# WORK TO COMPLETE
Return all lines of the listing below that carry the word "RingId".

-*-*-

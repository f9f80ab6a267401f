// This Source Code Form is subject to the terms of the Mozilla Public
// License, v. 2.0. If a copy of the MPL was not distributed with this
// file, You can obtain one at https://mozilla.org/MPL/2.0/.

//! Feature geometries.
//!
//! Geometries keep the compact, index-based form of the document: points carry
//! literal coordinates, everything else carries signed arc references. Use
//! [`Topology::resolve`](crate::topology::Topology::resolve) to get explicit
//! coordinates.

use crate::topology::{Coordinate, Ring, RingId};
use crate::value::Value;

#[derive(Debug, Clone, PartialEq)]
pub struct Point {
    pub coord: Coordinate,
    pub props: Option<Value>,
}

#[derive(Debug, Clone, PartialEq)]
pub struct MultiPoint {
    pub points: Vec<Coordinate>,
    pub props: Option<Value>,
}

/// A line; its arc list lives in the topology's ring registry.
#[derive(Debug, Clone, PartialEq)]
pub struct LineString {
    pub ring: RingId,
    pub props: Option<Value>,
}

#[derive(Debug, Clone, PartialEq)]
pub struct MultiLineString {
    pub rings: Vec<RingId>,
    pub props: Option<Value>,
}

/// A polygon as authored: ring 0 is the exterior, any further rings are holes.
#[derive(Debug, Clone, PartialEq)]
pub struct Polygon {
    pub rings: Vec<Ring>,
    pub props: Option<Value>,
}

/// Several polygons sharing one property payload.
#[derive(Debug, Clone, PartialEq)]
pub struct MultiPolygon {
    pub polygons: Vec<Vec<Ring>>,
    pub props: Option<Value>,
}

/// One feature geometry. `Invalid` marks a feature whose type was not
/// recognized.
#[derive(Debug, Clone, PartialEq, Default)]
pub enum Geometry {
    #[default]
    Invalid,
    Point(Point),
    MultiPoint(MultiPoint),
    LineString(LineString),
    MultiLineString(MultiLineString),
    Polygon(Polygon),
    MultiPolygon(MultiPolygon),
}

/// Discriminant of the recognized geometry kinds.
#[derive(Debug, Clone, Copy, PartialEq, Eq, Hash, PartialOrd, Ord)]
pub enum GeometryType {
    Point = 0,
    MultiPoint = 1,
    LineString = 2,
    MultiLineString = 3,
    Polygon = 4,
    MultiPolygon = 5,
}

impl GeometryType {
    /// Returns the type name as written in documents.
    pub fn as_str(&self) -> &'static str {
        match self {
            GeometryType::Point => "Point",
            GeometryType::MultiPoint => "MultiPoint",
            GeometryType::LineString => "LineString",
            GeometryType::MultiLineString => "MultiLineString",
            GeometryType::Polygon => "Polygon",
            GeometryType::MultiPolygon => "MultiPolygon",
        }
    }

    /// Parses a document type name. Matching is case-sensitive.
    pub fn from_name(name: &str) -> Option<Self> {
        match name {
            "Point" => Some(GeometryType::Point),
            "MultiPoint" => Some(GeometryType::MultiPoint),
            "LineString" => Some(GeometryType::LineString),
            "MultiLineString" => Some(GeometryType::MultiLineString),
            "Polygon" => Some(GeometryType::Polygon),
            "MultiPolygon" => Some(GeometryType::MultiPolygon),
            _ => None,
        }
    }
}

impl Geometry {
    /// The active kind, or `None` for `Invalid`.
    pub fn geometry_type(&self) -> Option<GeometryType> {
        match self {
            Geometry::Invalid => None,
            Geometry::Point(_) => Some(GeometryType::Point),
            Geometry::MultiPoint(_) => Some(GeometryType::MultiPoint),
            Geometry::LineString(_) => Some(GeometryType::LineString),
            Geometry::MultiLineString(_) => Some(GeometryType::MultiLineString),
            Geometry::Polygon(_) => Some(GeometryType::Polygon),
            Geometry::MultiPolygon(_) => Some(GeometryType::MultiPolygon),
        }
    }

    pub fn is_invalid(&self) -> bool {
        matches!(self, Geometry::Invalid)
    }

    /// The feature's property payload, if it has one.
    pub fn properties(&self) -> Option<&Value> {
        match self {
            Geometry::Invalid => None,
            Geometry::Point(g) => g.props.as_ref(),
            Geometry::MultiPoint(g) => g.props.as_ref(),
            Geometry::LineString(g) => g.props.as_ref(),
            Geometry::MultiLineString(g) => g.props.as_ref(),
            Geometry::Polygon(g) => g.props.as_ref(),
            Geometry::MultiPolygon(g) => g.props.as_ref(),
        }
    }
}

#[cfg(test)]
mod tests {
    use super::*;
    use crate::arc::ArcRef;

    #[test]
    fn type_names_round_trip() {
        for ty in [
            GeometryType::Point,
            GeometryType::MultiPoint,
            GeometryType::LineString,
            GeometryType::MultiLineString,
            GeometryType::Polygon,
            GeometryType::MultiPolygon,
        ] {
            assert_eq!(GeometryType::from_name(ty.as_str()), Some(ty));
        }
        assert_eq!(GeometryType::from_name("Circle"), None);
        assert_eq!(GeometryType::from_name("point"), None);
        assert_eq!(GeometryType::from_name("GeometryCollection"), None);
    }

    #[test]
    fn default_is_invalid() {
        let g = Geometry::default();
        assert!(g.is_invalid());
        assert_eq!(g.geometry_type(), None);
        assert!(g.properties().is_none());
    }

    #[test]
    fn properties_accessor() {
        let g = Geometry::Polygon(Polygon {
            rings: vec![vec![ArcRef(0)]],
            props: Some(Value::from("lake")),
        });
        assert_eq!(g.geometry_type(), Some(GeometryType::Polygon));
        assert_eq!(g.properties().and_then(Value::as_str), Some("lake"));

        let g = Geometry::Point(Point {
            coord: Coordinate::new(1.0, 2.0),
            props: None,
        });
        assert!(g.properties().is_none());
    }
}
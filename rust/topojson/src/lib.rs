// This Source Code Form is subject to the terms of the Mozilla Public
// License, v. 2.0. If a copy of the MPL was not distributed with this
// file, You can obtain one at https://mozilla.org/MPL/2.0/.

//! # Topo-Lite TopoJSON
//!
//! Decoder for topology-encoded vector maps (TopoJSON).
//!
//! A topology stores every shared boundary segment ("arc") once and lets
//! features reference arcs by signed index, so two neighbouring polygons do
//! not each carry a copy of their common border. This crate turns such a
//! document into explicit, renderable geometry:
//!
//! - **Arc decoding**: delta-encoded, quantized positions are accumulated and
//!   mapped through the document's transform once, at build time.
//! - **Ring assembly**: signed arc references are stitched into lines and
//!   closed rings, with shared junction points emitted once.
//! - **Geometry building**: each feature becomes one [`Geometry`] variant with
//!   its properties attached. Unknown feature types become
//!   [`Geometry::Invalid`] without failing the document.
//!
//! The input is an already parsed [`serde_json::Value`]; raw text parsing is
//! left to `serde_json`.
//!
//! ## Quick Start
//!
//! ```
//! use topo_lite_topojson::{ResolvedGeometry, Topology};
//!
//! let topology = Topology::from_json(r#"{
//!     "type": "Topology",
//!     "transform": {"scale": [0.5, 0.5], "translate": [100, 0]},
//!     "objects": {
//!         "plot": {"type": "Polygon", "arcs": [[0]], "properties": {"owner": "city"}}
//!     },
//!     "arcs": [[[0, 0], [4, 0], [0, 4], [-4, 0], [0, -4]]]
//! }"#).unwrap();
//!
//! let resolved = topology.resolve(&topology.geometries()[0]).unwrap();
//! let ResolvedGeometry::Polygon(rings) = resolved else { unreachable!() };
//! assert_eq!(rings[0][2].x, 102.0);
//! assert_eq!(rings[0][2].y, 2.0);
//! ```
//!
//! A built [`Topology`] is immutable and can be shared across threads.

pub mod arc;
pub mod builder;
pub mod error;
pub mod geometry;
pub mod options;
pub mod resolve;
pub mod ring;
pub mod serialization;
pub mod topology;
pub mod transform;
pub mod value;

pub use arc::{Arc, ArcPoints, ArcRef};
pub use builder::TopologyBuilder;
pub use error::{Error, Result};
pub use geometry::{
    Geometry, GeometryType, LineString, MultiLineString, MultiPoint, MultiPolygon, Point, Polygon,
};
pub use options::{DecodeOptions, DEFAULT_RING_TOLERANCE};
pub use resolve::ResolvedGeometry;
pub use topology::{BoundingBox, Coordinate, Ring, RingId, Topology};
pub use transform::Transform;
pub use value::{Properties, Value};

-*-*-

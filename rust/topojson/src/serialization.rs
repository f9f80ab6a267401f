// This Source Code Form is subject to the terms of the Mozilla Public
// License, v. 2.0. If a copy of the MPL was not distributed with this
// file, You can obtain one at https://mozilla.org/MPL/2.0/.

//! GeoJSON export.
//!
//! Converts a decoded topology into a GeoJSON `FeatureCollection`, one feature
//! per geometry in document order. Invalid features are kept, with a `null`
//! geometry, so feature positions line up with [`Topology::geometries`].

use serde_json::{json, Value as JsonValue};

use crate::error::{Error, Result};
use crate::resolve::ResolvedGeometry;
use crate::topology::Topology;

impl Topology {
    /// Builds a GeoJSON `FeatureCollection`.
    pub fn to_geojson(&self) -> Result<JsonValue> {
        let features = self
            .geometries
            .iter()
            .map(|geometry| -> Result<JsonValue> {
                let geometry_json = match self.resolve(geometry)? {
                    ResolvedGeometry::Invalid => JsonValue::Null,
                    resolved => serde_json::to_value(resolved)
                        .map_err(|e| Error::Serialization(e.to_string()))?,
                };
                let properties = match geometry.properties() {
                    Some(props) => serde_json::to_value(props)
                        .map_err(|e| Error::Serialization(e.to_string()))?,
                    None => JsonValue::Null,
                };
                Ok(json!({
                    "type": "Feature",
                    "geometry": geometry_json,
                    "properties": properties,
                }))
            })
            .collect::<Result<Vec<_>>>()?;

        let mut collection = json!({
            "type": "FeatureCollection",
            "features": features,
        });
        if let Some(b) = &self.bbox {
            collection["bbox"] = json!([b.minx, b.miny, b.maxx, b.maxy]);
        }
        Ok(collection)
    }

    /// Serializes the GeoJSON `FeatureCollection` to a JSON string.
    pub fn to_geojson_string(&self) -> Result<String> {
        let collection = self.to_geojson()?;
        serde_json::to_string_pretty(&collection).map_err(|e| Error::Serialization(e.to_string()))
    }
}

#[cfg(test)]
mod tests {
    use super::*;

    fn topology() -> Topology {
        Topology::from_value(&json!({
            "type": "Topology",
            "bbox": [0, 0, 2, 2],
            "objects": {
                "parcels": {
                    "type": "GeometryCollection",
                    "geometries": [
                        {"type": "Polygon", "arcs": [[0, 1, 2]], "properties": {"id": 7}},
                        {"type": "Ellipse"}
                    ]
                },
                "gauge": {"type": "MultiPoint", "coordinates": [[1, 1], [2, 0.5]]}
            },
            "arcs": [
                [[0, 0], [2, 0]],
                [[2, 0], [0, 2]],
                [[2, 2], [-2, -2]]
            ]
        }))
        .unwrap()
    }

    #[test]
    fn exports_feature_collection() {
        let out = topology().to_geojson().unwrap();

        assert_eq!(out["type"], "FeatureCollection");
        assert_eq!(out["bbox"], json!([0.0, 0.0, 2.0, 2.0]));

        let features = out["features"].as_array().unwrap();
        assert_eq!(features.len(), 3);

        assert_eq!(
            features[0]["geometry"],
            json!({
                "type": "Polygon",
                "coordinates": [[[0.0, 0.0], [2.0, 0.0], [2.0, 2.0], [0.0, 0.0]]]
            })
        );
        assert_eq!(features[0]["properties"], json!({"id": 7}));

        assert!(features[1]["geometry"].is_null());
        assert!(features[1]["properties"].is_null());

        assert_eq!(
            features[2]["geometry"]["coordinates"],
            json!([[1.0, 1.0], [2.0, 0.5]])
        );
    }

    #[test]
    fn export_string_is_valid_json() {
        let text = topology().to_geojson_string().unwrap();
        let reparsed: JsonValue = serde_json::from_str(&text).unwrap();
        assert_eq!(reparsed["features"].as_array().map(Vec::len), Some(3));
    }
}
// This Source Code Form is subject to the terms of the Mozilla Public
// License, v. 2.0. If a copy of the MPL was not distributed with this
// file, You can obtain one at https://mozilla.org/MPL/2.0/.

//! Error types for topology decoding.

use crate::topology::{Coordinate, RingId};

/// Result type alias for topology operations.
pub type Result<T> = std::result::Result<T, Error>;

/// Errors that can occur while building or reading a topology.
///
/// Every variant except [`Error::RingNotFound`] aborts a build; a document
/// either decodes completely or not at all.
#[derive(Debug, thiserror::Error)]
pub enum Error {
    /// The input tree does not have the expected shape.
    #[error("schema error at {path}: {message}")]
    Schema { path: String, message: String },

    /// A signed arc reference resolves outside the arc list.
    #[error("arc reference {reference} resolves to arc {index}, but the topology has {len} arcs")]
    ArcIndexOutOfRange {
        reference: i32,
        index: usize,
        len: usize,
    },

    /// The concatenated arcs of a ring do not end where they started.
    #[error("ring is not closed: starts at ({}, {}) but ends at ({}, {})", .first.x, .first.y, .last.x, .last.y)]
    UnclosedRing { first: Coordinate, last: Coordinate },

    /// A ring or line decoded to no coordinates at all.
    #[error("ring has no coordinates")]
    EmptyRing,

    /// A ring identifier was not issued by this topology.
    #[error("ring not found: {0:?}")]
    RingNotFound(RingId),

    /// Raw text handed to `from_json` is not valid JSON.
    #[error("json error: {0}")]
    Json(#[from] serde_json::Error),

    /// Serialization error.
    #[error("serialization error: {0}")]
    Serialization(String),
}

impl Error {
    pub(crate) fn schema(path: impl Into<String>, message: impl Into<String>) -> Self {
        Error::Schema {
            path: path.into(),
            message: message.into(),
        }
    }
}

-*-*-

# RESPONSE BOX
use crate::topology::{Coordinate, Ring, RingId};
    pub ring: RingId,
    pub rings: Vec<RingId>,
pub use topology::{BoundingBox, Coordinate, Ring, RingId, Topology};
use crate::topology::{Coordinate, RingId};
    RingNotFound(RingId),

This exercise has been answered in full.